In-memory weights caching

New in version 0.5.0.

Note

This caching is only related to the precomputed and precomputed-local backends in regrid().

Purpose

earthkit-regrid provides an in-memory cache for interpolation pre-computed interpolation weights. When it is enabled, weights loaded from the disk are stored in memory and when we call regrid() with the same grids they do not have to be loaded from disk again. The cache can be configured to have a maximum size and eviction policy.

Note

Please note that the earthkit-regrid in-memory cache configuration is managed through the Configuration.

In-memory cache policies

The primary config option to control the in-memory cache is weights-memory-cache-policy, which can take the following values:

Largest cache policy

When the weights-memory-cache-policy is “largest” first evicts the largest matrices from the in-memory cache (default). The cache eviction policy is applied before loading the weights to ensure that it will fit into the cache. When it is not possible the behaviour depends on the weights-memory-cache-strict-mode option. The maximum memory size of the in-memory cache is defined by the maximum-weights-memory-cache-size option. The default is 500 MB.

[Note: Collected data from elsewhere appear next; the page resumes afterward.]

#[cfg(test)]
mod tests {
    use super::*;
    use crate::transport::pair;
    use serde_json::Value;
    use std::sync::Mutex;

    struct RecordingReader {
        states: Mutex<Vec<SmeState>>,
        connected: Mutex<Vec<String>>,
        disconnected: Mutex<Vec<String>>,
        payloads: Arc<Mutex<Vec<Value>>>,
        allow_waiting: bool,
    }

    impl RecordingReader {
        fn new(allow_waiting: bool) -> Arc<Self> {
            Arc::new(RecordingReader {
                states: Mutex::new(Vec::new()),
                connected: Mutex::new(Vec::new()),
                disconnected: Mutex::new(Vec::new()),
                payloads: Arc::new(Mutex::new(Vec::new())),
                allow_waiting,
            })
        }

        fn last_state(&self) -> Option<SmeState> {
            self.states.lock().unwrap().last().copied()
        }
    }

    struct PayloadSink(Arc<Mutex<Vec<Value>>>);

    impl DataReader for PayloadSink {
        fn data_received(&self, payload: Value) {
            self.0.lock().unwrap().push(payload);
        }
    }

    impl ShipNodeReader for RecordingReader {
        fn on_remote_ski_connected(&self, ski: &str) {
            self.connected.lock().unwrap().push(ski.to_owned());
        }

        fn on_remote_ski_disconnected(&self, ski: &str) {
            self.disconnected.lock().unwrap().push(ski.to_owned());
        }

        fn setup_remote_device(
            &self,
            _ski: &str,
            _writer: Arc<dyn crate::api::DataWriter>,
        ) -> Arc<dyn DataReader> {
            Arc::new(PayloadSink(Arc::clone(&self.payloads)))
        }

        fn on_ship_id_update(&self, _ski: &str, _ship_id: &str) {}

        fn on_state_update(&self, _ski: &str, state: SmeState) {
            self.states.lock().unwrap().push(state);
        }

        fn is_waiting_for_trust_allowed(&self, _ski: &str) -> bool {
            self.allow_waiting
        }
    }

    fn spawn_sme(
        role: ShipRole,
        transport: ShipTransport,
        trusted: bool,
        reader: Arc<RecordingReader>,
    ) -> (
        mpsc::UnboundedSender<ConnEvent>,
        tokio::task::JoinHandle<()>,
    ) {
        let (event_tx, event_rx) = mpsc::unbounded_channel();
        let (write_tx, write_rx) = mpsc::unbounded_channel();
        let sme = Sme::new(
            role,
            "ski-peer".into(),
            "ship-id-local".into(),
            trusted,
            reader,
            write_tx,
            &event_tx,
        );
        let handle = tokio::spawn(run(transport, sme, event_rx, write_rx));
        (event_tx, handle)
    }

    #[tokio::test]
    async fn full_handshake_reaches_data_phase() {
        let (server_side, client_side) = pair(16);
        let server_reader = RecordingReader::new(true);
        let client_reader = RecordingReader::new(true);

        let (_server_events, server_task) = spawn_sme(
            ShipRole::Server,
            server_side,
            true,
            Arc::clone(&server_reader),
        );
        let (client_events, client_task) = spawn_sme(
            ShipRole::Client,
            client_side,
            true,
            Arc::clone(&client_reader),
        );

        // Let both SMEs run the exchange to completion.
        tokio::time::timeout(Duration::from_secs(5), async {
            loop {
                if server_reader.connected.lock().unwrap().len() == 1
                    && client_reader.connected.lock().unwrap().len() == 1
                {
                    break;
                }
                tokio::task::yield_now().await;
            }
        })
        .await
        .expect("handshake should complete");

        assert_eq!(server_reader.last_state(), Some(SmeState::Complete));
        assert_eq!(client_reader.last_state(), Some(SmeState::Complete));

        // Clean close from the client side.
        client_events.send(ConnEvent::CloseRequest).unwrap();
        let _ = tokio::time::timeout(Duration::from_secs(5), client_task).await;
        let _ = tokio::time::timeout(Duration::from_secs(5), server_task).await;

        assert_eq!(server_reader.disconnected.lock().unwrap().len(), 1);
        assert_eq!(client_reader.disconnected.lock().unwrap().len(), 1);
    }

    #[tokio::test]
    async fn cmi_mismatch_closes_with_reason() {
        let (server_side, peer) = pair(16);
        let reader = RecordingReader::new(true);
        let (_events, task) = spawn_sme(ShipRole::Server, server_side, true, Arc::clone(&reader));

        let (peer_tx, mut peer_rx) = peer.into_split();
        assert!(peer_tx.send(b"\x04{\"cmi\":2}".to_vec()).await);

        let frame = peer_rx.recv().await.expect("close frame");
        let decoded = ShipFrame::decode(&frame).unwrap();
        match decoded {
            ShipFrame::Close(close) => {
                assert_eq!(close.phase, eebus_wire::ship::ClosePhase::Announce);
                assert_eq!(close.reason.as_deref(), Some("CMI mismatch"));
            }
            other => panic!("expected close, got {other:?}"),
        }

        let _ = tokio::time::timeout(Duration::from_secs(5), task).await;
        assert_eq!(reader.last_state(), Some(SmeState::Closed));
    }

    #[tokio::test]
    async fn hello_abort_from_peer_closes_connection() {
        let (client_side, peer) = pair(16);
        let reader = RecordingReader::new(true);
        let (_events, task) = spawn_sme(ShipRole::Client, client_side, true, Arc::clone(&reader));

        let (peer_tx, mut peer_rx) = peer.into_split();

        // Client sends CMI; echo it back to move it into hello.
        let cmi = peer_rx.recv().await.expect("client cmi");
        assert_eq!(cmi, b"\x04{\"cmi\":1}");
        assert!(peer_tx.send(b"\x04{\"cmi\":1}".to_vec()).await);

        // Client sends hello ready; answer with aborted.
        let hello = peer_rx.recv().await.expect("client hello");
        assert!(matches!(
            ShipFrame::decode(&hello).unwrap(),
            ShipFrame::Hello(_)
        ));
        assert!(
            peer_tx
                .send(b"\x01{\"connectionHello\":[{\"phase\":\"aborted\"}]}".to_vec())
                .await
        );

        // Expect hello aborted mirror + close announce, in some order.
        let mut saw_close = false;
        while let Some(frame) = peer_rx.recv().await {
            if let Ok(ShipFrame::Close(close)) = ShipFrame::decode(&frame) {
                assert_eq!(close.phase, eebus_wire::ship::ClosePhase::Announce);
                saw_close = true;
                break;
            }
        }
        assert!(saw_close, "expected a close announce");

        let _ = tokio::time::timeout(Duration::from_secs(5), task).await;
        assert_eq!(reader.last_state(), Some(SmeState::Closed));
    }

    #[tokio::test]
    async fn handshake_version_mismatch_sends_selection_mismatch() {
        let (server_side, peer) = pair(16);
        let reader = RecordingReader::new(true);
        let (_events, task) = spawn_sme(ShipRole::Server, server_side, true, Arc::clone(&reader));

        let (peer_tx, mut peer_rx) = peer.into_split();

        assert!(peer_tx.send(b"\x04{\"cmi\":1}".to_vec()).await);
        let _server_cmi = peer_rx.recv().await.expect("server cmi");
        let _server_hello = peer_rx.recv().await.expect("server hello");
        assert!(
            peer_tx
                .send(b"\x01{\"connectionHello\":[{\"phase\":\"ready\"}]}".to_vec())
                .await
        );

        // Server announces max; reply with an unacceptable version.
        let announce = peer_rx.recv().await.expect("announce");
        assert!(matches!(
            ShipFrame::decode(&announce).unwrap(),
            ShipFrame::ProtocolHandshake(_)
        ));
        let bad_select = b"\x01{\"messageProtocolHandshake\":[{\"handshakeType\":\"select\"},{\"version\":[{\"major\":2},{\"minor\":0}]},{\"formats\":[{\"format\":[\"JSON-UTF8\"]}]}]}";
        assert!(peer_tx.send(bad_select.to_vec()).await);

        let error = peer_rx.recv().await.expect("handshake error");
        assert_eq!(
            ShipFrame::decode(&error).unwrap(),
            ShipFrame::ProtocolHandshakeError(MessageProtocolHandshakeError {
                error: handshake_error::SELECTION_MISMATCH
            })
        );

        let close = peer_rx.recv().await.expect("close");
        assert!(matches!(
            ShipFrame::decode(&close).unwrap(),
            ShipFrame::Close(_)
        ));

        let _ = tokio::time::timeout(Duration::from_secs(5), task).await;
        assert_eq!(reader.last_state(), Some(SmeState::Closed));
    }

    #[tokio::test]
    async fn untrusted_peer_waits_until_trust_granted() {
        let (server_side, client_side) = pair(16);
        let server_reader = RecordingReader::new(true);
        let client_reader = RecordingReader::new(true);

        let (server_events, _server_task) = spawn_sme(
            ShipRole::Server,
            server_side,
            false,
            Arc::clone(&server_reader),
        );
        let (_client_events, _client_task) = spawn_sme(
            ShipRole::Client,
            client_side,
            true,
            Arc::clone(&client_reader),
        );

        // The server sits in pending; grant trust shortly after.
        tokio::time::sleep(Duration::from_millis(50)).await;
        server_events.send(ConnEvent::Trust).unwrap();

        tokio::time::timeout(Duration::from_secs(5), async {
            loop {
                if server_reader.connected.lock().unwrap().len() == 1 {
                    break;
                }
                tokio::task::yield_now().await;
            }
        })
        .await
        .expect("trust grant should unblock the handshake");
    }

    #[tokio::test]
    async fn untrusted_peer_without_waiting_is_aborted() {
        let (server_side, peer) = pair(16);
        let reader = RecordingReader::new(false);
        let (_events, task) = spawn_sme(ShipRole::Server, server_side, false, Arc::clone(&reader));

        let (peer_tx, mut peer_rx) = peer.into_split();
        assert!(peer_tx.send(b"\x04{\"cmi\":1}".to_vec()).await);

        let mut saw_aborted = false;
        while let Some(frame) = peer_rx.recv().await {
            match ShipFrame::decode(&frame) {
                Ok(ShipFrame::Hello(hello)) if hello.phase == HelloPhase::Aborted => {
                    saw_aborted = true;
                }
                Ok(ShipFrame::Close(_)) => break,
                _ => {}
            }
        }
        assert!(saw_aborted, "expected hello aborted");

        let _ = tokio::time::timeout(Duration::from_secs(5), task).await;
        assert!(reader.connected.lock().unwrap().is_empty());
    }

    #[tokio::test]
    async fn pin_required_peer_is_refused() {
        let (server_side, peer) = pair(16);
        let reader = RecordingReader::new(true);
        let (_events, task) = spawn_sme(ShipRole::Server, server_side, true, Arc::clone(&reader));

        let (peer_tx, mut peer_rx) = peer.into_split();
        assert!(peer_tx.send(b"\x04{\"cmi\":1}".to_vec()).await);
        let _cmi = peer_rx.recv().await.unwrap();
        let _hello = peer_rx.recv().await.unwrap();
        assert!(
            peer_tx
                .send(b"\x01{\"connectionHello\":[{\"phase\":\"ready\"}]}".to_vec())
                .await
        );
        let _announce = peer_rx.recv().await.unwrap();
        let select = b"\x01{\"messageProtocolHandshake\":[{\"handshakeType\":\"select\"},{\"version\":[{\"major\":1},{\"minor\":0}]},{\"formats\":[{\"format\":[\"JSON-UTF8\"]}]}]}";
        assert!(peer_tx.send(select.to_vec()).await);

        let _pin_state = peer_rx.recv().await.unwrap();
        assert!(
            peer_tx
                .send(b"\x01{\"connectionPinState\":[{\"pinState\":\"required\"}]}".to_vec())
                .await
        );

        let mut saw_pin_error = false;
        while let Some(frame) = peer_rx.recv().await {
            match ShipFrame::decode(&frame) {
                Ok(ShipFrame::PinError(err)) => {
                    assert_eq!(err.error, pin_error::WRONG_PIN);
                    saw_pin_error = true;
                }
                Ok(ShipFrame::Close(_)) => break,
                _ => {}
            }
        }
        assert!(saw_pin_error, "expected connectionPinError");

        let _ = tokio::time::timeout(Duration::from_secs(5), task).await;
        assert!(reader.connected.lock().unwrap().is_empty());
    }
}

>>> from earthkit.regrid import cache, config
>>> config.set("weights-memory-cache-policy", "user")
>>> config.get("weights-memory-cache-policy")
'user'
>>> config.get("maximum-weights-memory-cache-size")
524288000
>>> config.get("weights-memory-cache-strict-mode")
False

LRU cache policy

When the weights-memory-cache-policy is “lru” first evicts the least recently used matrices from the in-memory cache. The cache eviction policy is applied before loading the weights to ensure that it will fit into the cache. When it is not possible the behaviour depends on the weights-memory-cache-strict-mode option. The maximum memory size of the in-memory cache is defined by the maximum-weights-memory-cache-size option. The default is 500 MB.

>>> from earthkit.regrid import cache, config
>>> config.set("weights-memory-cache-policy", "lru")
>>> config.get("weights-memory-cache-policy")
'lru'
>>> config.get("maximum-weights-memory-cache-size")
524288000
>>> config.get("weights-memory-cache-strict-mode")
False

Unlimited cache policy

When the weights-memory-cache-policy is “unlimited” will keep all matrices in memory.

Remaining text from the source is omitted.